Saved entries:
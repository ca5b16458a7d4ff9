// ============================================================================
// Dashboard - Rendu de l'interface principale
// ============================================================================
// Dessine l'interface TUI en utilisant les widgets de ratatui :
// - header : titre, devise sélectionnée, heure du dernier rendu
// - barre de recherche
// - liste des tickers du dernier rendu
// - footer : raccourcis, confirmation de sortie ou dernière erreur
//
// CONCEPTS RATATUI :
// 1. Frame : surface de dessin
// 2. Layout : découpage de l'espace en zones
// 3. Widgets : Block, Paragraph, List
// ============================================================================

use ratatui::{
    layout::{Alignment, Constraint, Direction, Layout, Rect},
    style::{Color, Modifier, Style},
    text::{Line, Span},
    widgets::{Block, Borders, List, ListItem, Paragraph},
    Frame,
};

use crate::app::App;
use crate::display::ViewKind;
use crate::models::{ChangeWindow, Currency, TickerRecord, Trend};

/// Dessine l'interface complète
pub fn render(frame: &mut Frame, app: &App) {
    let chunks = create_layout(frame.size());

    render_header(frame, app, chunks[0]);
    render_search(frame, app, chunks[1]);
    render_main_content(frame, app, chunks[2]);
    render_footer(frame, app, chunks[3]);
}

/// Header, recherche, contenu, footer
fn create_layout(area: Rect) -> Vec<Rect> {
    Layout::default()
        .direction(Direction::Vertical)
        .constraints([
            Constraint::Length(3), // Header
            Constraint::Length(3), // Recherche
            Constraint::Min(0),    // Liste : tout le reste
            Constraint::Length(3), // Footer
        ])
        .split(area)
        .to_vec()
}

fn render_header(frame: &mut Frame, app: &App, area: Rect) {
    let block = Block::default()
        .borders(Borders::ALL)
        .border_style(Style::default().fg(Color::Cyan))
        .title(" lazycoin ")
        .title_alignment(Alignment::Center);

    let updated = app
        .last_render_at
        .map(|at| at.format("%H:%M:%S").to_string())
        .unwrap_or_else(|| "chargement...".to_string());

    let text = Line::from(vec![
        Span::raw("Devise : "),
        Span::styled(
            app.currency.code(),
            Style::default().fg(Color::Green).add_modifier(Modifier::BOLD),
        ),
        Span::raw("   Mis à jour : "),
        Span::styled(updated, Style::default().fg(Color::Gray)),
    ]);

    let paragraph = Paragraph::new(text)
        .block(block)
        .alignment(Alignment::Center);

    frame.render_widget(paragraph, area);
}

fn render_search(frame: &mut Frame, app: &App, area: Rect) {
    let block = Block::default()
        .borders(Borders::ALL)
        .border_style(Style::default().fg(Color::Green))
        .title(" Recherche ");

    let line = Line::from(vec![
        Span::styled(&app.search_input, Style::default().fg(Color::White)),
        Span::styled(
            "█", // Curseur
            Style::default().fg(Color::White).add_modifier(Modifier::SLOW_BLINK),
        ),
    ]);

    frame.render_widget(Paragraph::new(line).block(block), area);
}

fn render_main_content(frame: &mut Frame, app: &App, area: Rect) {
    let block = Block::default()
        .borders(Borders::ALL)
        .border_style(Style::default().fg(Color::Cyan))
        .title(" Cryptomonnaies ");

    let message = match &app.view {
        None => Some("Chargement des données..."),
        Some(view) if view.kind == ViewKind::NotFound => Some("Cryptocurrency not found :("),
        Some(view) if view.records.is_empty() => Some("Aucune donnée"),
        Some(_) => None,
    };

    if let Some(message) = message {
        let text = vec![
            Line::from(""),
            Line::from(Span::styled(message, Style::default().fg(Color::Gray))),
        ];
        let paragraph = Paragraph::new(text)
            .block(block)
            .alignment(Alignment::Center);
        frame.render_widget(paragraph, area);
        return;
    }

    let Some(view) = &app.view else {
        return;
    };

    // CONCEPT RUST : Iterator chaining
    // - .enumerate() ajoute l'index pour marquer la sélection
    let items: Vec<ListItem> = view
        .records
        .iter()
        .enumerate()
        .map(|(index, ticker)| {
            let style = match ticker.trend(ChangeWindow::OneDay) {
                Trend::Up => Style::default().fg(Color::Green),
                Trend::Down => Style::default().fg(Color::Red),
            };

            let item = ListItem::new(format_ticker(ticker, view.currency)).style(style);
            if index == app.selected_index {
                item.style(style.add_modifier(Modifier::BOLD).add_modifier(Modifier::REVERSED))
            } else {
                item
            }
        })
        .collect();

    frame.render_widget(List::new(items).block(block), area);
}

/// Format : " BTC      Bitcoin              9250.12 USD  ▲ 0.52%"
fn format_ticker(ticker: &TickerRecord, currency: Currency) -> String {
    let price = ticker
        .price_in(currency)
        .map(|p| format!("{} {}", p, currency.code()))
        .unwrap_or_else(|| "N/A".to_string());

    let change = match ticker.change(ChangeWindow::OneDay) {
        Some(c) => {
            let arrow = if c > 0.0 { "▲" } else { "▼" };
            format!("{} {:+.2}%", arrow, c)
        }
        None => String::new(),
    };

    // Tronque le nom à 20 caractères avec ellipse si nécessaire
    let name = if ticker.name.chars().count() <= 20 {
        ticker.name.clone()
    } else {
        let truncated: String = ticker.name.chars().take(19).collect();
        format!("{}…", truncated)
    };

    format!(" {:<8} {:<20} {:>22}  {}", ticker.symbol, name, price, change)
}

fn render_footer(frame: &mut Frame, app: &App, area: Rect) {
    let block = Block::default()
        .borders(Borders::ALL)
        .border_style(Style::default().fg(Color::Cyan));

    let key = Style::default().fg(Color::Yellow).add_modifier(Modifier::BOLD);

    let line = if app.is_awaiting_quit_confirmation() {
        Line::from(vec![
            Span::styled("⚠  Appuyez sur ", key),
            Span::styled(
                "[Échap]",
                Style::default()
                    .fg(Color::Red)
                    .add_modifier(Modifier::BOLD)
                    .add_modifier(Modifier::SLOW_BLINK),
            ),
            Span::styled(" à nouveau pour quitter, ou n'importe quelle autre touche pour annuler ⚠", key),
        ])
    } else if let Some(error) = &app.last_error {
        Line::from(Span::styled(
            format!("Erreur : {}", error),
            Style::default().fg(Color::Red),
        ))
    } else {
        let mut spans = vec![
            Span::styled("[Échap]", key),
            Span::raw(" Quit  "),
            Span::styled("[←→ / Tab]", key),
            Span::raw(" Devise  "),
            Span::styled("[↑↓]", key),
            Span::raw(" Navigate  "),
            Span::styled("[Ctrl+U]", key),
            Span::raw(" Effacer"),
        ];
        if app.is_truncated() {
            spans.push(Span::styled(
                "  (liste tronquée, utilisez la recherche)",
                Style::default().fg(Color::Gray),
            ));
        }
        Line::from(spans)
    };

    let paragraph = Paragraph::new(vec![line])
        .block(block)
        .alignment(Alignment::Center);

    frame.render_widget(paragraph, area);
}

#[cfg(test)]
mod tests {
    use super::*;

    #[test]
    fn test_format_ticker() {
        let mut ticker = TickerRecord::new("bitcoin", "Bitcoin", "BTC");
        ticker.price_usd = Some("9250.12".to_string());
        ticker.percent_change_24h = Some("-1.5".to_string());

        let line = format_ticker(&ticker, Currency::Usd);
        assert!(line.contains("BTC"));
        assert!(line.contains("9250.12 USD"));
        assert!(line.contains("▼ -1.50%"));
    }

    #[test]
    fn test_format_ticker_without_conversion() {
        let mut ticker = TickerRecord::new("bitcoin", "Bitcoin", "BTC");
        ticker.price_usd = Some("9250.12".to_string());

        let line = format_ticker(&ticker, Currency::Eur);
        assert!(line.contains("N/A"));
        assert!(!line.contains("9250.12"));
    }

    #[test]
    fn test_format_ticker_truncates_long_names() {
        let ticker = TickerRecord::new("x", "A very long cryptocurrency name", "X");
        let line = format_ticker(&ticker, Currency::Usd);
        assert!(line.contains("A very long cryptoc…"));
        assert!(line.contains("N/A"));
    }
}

--

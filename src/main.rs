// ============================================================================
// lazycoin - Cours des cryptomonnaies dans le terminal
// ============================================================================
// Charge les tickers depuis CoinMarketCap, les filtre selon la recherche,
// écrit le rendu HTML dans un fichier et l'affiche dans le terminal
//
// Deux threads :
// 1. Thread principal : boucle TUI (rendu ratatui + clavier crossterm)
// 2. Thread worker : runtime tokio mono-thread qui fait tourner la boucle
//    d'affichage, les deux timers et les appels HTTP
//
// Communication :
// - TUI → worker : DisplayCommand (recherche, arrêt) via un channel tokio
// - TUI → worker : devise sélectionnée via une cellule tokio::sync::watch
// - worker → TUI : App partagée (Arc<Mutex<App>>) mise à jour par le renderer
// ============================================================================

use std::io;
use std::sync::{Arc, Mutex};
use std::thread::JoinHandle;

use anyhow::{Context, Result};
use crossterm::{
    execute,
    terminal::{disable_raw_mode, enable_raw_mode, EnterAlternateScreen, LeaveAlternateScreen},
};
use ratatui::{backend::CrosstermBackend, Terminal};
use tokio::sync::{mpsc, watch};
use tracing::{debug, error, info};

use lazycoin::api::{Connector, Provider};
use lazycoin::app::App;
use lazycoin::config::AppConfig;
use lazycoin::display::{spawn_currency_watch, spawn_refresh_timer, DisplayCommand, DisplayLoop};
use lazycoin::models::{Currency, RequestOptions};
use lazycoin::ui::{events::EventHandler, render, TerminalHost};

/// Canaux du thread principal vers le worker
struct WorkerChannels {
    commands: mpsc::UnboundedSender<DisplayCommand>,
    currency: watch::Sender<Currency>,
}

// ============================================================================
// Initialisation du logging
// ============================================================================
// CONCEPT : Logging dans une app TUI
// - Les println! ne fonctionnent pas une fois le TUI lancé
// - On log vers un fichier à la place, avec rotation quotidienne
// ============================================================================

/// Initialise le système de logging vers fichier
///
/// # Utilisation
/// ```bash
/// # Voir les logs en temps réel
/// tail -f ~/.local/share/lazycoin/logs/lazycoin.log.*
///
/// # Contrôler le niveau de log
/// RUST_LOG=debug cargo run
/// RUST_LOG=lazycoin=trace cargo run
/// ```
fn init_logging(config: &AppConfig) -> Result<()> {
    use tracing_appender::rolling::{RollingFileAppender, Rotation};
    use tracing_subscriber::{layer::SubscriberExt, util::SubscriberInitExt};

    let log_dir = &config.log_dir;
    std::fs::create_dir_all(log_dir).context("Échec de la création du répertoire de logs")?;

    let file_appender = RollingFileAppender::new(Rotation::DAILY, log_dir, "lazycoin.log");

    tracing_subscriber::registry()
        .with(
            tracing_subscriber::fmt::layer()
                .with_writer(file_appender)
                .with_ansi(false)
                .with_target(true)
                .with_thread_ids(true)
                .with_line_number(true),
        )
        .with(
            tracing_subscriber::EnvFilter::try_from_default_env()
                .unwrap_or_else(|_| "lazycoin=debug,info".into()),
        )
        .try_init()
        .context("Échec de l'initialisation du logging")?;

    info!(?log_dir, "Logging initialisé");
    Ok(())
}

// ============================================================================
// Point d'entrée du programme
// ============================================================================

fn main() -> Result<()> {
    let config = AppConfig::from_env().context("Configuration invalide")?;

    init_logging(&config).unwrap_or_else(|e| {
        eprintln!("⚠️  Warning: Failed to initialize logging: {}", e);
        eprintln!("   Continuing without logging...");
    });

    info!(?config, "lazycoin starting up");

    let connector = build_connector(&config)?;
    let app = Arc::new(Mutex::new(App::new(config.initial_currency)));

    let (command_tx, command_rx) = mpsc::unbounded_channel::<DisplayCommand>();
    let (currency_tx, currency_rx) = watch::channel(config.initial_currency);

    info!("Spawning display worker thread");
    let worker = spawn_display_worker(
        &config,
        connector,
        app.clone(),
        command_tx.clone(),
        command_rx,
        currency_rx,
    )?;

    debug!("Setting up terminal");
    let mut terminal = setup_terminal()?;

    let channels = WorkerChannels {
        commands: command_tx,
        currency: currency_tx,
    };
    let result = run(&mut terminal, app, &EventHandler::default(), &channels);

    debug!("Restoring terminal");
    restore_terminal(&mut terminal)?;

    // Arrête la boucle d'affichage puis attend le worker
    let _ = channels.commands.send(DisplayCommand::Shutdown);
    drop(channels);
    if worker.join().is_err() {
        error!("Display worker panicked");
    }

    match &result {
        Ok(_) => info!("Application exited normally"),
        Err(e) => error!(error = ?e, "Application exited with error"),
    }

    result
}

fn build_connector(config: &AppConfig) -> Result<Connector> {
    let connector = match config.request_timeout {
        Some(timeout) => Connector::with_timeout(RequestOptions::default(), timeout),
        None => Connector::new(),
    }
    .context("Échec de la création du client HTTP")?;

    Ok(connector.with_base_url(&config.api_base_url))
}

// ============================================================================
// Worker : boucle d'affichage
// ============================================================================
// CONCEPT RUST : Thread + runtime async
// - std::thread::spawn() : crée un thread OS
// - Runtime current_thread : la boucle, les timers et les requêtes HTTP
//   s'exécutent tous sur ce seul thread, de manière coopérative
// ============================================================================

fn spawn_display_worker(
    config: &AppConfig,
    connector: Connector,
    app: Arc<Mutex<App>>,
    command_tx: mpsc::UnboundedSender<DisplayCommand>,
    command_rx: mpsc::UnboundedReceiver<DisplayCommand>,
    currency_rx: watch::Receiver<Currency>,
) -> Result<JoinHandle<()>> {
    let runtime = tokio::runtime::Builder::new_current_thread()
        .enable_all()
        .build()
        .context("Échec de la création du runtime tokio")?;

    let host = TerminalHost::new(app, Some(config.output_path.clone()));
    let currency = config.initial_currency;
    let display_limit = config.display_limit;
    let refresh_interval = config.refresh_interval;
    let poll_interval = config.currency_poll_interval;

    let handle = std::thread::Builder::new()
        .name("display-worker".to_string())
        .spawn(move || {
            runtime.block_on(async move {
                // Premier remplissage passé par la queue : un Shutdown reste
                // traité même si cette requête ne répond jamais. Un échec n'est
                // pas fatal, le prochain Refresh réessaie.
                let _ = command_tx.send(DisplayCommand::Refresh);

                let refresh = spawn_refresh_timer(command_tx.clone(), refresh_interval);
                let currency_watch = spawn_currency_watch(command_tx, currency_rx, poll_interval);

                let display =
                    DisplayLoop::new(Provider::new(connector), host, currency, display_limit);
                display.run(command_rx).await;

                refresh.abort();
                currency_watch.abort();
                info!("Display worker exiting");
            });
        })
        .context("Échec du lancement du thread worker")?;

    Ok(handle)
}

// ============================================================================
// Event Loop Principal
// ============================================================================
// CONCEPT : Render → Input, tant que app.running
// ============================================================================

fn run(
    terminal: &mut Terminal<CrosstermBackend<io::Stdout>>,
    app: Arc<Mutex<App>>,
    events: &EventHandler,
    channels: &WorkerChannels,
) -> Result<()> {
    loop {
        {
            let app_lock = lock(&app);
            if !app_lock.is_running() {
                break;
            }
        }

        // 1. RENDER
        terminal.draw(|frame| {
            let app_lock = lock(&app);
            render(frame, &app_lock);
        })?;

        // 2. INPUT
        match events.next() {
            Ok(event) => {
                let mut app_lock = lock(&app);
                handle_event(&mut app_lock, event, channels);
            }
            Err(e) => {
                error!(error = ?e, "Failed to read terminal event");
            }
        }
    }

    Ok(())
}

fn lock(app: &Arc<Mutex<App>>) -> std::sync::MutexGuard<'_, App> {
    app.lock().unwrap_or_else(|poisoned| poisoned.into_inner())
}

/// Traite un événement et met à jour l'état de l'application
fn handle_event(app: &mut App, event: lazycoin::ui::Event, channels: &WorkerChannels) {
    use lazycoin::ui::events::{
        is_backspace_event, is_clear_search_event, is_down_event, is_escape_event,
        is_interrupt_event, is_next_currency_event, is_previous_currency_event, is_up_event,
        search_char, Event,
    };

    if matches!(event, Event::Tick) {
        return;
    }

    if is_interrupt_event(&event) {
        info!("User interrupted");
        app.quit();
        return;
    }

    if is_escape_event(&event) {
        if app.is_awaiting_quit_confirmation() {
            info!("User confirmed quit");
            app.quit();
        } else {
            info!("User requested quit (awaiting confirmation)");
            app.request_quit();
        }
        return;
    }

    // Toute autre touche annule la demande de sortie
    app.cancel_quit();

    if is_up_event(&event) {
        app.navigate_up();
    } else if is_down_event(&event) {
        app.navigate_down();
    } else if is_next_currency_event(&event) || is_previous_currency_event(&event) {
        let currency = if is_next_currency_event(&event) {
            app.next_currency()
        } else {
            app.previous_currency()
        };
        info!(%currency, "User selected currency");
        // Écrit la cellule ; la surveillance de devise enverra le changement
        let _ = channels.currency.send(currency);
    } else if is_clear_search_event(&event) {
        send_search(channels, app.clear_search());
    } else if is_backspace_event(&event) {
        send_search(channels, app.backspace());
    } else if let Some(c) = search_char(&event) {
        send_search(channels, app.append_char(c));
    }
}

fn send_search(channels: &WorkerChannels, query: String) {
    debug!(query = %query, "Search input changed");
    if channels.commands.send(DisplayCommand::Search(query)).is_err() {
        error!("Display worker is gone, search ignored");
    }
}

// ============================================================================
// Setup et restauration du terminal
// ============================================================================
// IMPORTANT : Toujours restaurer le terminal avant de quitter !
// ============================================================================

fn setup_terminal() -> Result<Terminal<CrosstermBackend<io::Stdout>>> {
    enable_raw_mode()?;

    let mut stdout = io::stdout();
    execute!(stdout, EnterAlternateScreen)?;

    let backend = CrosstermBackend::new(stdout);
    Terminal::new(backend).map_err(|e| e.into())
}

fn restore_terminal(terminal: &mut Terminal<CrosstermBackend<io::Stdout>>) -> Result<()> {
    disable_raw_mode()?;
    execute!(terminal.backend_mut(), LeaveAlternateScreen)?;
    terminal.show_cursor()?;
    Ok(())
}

YOUR ASSIGNMENT: Find and copy each line above that includes the string "records".

OUTPUT OF THE EXERCISE:
        Some(view) if view.records.is_empty() => Some("Aucune donnée"),
        .records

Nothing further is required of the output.